__Work item__. Copy out all lines from the entries below in which "NotFound" occurs.

__Material supplied__.
= Beginning of Section =
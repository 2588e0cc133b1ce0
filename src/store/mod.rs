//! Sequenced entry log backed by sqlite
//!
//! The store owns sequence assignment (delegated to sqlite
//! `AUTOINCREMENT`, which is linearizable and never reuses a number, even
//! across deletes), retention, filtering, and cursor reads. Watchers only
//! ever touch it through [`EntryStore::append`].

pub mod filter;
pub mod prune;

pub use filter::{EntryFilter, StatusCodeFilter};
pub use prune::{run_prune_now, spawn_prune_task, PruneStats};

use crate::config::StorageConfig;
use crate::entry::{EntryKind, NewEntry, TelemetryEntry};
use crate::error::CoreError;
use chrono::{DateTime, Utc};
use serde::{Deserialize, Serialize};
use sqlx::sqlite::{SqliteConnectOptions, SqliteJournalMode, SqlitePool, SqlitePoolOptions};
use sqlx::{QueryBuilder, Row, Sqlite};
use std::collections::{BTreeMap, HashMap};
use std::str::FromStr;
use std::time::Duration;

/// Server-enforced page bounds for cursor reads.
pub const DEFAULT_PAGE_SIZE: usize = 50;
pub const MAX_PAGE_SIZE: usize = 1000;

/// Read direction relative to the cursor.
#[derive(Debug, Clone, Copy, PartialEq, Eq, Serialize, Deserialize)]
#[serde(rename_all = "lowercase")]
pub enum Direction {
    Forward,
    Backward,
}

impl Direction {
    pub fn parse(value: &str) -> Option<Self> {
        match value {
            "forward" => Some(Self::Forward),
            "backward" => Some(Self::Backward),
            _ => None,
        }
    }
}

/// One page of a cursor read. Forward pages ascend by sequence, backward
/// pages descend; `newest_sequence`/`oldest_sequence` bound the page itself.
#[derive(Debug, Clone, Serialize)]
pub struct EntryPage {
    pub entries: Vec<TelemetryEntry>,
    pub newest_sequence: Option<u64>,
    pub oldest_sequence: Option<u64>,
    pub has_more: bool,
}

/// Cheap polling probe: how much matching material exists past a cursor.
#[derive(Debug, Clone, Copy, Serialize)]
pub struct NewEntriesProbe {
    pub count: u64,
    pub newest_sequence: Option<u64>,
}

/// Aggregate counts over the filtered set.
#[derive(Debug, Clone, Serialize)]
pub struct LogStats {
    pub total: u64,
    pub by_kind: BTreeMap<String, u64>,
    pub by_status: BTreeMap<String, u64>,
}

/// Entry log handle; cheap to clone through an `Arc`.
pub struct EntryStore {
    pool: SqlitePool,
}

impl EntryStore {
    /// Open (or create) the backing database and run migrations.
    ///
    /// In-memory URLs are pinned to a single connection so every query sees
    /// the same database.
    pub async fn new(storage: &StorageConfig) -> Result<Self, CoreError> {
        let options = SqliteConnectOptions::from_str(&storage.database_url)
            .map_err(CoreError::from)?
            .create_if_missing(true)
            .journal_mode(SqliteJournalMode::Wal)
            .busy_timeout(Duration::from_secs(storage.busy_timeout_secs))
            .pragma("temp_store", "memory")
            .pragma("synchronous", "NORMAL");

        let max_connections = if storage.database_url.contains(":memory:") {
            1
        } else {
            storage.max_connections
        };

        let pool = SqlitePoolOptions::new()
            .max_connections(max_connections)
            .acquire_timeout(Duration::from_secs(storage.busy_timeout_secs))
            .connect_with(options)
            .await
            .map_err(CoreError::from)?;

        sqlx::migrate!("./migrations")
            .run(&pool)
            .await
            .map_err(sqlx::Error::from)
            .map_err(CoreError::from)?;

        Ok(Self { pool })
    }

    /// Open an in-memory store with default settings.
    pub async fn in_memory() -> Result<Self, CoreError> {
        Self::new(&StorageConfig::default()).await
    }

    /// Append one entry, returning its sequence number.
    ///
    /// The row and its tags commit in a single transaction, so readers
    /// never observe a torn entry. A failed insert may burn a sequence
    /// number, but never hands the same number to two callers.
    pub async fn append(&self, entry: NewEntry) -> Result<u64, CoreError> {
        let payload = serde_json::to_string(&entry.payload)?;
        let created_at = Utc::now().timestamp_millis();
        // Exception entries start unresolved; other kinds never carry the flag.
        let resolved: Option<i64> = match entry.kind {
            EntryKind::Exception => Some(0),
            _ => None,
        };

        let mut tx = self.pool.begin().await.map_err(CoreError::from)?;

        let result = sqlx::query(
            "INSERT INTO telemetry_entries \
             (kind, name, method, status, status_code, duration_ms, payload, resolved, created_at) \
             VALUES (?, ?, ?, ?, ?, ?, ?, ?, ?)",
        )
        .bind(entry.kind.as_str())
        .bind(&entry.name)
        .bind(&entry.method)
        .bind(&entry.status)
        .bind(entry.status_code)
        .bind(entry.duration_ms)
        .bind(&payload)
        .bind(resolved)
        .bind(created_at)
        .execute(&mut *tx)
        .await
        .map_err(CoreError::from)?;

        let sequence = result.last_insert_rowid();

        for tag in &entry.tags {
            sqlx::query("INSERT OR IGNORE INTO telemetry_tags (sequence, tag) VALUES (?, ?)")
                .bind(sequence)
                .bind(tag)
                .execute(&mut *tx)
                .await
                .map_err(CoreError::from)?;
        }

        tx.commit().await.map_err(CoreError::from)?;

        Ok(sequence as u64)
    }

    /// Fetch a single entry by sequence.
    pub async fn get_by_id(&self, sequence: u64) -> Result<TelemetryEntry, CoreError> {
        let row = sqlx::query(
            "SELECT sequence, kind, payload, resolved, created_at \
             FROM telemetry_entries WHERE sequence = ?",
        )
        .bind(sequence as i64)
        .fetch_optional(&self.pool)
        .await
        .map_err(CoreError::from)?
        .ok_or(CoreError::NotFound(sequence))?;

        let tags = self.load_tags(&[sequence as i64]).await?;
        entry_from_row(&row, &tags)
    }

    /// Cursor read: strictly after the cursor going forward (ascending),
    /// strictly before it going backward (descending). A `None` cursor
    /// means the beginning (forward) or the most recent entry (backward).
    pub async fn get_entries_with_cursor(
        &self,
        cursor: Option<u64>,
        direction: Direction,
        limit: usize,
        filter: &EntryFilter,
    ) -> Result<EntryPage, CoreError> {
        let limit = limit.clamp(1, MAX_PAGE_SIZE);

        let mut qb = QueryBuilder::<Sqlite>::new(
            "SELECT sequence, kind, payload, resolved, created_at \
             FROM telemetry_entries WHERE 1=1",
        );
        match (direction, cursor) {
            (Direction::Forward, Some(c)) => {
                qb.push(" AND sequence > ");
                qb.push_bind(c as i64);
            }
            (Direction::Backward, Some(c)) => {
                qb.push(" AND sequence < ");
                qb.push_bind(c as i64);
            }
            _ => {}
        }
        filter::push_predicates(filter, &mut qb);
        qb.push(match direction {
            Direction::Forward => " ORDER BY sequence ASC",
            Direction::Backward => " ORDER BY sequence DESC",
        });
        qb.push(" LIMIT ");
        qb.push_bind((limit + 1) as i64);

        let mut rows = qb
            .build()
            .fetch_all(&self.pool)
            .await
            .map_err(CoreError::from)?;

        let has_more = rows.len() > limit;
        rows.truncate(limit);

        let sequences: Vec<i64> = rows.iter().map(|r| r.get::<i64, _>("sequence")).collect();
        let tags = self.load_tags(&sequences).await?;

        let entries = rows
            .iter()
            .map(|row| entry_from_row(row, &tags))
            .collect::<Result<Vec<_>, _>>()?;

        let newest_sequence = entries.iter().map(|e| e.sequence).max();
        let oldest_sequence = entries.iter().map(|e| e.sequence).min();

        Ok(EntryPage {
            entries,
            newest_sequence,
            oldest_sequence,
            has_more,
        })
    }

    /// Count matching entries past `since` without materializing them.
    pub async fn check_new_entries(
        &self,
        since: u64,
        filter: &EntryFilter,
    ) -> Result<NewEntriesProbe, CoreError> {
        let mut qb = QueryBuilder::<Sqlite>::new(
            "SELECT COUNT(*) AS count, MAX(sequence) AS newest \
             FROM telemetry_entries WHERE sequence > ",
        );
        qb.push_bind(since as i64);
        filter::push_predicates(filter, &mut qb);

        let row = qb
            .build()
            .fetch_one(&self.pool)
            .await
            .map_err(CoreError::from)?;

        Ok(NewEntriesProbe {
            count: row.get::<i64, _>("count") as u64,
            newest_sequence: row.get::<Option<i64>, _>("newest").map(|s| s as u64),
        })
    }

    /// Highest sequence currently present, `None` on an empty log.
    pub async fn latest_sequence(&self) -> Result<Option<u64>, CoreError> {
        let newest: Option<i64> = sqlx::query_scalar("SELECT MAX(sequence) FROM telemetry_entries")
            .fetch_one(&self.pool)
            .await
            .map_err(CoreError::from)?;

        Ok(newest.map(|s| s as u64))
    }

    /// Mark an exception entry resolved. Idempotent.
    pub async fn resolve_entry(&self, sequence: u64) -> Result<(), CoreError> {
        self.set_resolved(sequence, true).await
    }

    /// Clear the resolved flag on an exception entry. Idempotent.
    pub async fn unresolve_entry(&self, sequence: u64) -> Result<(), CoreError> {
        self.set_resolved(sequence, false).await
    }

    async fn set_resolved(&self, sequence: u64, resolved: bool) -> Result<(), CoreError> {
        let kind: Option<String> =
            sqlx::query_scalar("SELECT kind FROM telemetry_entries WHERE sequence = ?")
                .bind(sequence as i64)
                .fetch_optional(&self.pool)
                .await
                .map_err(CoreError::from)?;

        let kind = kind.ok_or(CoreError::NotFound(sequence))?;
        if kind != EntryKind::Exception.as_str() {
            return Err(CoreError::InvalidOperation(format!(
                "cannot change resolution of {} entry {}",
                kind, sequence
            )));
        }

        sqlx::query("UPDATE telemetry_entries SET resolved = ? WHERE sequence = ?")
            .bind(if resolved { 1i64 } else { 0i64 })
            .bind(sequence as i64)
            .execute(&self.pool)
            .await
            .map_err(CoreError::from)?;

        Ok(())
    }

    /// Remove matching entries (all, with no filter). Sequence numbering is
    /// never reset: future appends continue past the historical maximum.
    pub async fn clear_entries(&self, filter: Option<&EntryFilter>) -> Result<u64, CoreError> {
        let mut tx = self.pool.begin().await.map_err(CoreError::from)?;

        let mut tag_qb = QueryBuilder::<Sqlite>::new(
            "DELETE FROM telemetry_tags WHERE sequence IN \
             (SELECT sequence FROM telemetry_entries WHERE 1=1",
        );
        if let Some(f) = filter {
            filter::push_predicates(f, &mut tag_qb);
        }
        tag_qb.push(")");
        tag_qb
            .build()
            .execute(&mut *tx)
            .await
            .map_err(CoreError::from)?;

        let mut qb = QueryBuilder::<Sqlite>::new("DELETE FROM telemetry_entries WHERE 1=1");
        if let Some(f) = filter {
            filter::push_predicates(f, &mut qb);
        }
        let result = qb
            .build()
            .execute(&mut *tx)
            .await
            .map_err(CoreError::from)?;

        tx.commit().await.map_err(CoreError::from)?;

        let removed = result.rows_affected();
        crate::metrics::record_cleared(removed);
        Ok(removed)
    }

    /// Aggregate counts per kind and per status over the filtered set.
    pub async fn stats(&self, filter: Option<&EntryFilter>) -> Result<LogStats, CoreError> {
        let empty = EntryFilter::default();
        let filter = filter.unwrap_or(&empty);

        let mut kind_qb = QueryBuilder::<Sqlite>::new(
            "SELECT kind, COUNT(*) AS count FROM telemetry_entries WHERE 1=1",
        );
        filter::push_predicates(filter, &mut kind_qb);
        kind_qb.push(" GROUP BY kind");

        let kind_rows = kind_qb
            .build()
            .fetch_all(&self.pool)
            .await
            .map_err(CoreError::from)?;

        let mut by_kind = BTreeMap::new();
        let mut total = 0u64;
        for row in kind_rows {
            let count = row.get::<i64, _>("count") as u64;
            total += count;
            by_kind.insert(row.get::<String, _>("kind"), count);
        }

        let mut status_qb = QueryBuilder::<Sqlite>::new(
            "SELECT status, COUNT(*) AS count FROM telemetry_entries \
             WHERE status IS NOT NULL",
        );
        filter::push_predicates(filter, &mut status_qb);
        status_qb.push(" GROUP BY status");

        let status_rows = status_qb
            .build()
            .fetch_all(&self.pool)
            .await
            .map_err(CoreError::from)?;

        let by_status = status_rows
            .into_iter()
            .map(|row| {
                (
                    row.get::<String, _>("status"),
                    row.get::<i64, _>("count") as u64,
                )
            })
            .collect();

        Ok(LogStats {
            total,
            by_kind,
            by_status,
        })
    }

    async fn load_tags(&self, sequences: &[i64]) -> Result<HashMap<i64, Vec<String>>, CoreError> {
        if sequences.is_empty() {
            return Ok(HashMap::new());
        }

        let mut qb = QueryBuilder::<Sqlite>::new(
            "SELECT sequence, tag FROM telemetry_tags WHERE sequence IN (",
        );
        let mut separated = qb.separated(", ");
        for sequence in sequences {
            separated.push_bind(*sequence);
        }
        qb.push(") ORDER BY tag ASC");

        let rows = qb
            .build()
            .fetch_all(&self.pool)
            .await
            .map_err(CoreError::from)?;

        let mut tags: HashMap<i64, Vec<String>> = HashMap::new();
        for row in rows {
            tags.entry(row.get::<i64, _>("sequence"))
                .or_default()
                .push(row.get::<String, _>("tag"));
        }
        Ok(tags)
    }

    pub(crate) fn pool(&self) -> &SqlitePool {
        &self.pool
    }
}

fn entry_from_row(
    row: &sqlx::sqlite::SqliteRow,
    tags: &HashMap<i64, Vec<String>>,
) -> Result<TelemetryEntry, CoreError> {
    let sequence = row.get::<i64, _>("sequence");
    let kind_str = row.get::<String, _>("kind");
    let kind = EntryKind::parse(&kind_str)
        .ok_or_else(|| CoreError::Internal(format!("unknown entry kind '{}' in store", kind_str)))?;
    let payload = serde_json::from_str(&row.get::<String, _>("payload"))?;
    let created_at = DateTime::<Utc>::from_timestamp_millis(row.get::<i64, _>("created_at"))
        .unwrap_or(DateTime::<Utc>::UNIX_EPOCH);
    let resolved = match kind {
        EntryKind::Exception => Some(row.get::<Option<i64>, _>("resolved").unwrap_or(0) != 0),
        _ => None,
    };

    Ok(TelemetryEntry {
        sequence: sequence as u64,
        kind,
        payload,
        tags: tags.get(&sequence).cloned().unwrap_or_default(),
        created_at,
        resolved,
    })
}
= End of Section =
__Exercise answer__.
        .ok_or(CoreError::NotFound(sequence))?;
        let kind = kind.ok_or(CoreError::NotFound(sequence))?;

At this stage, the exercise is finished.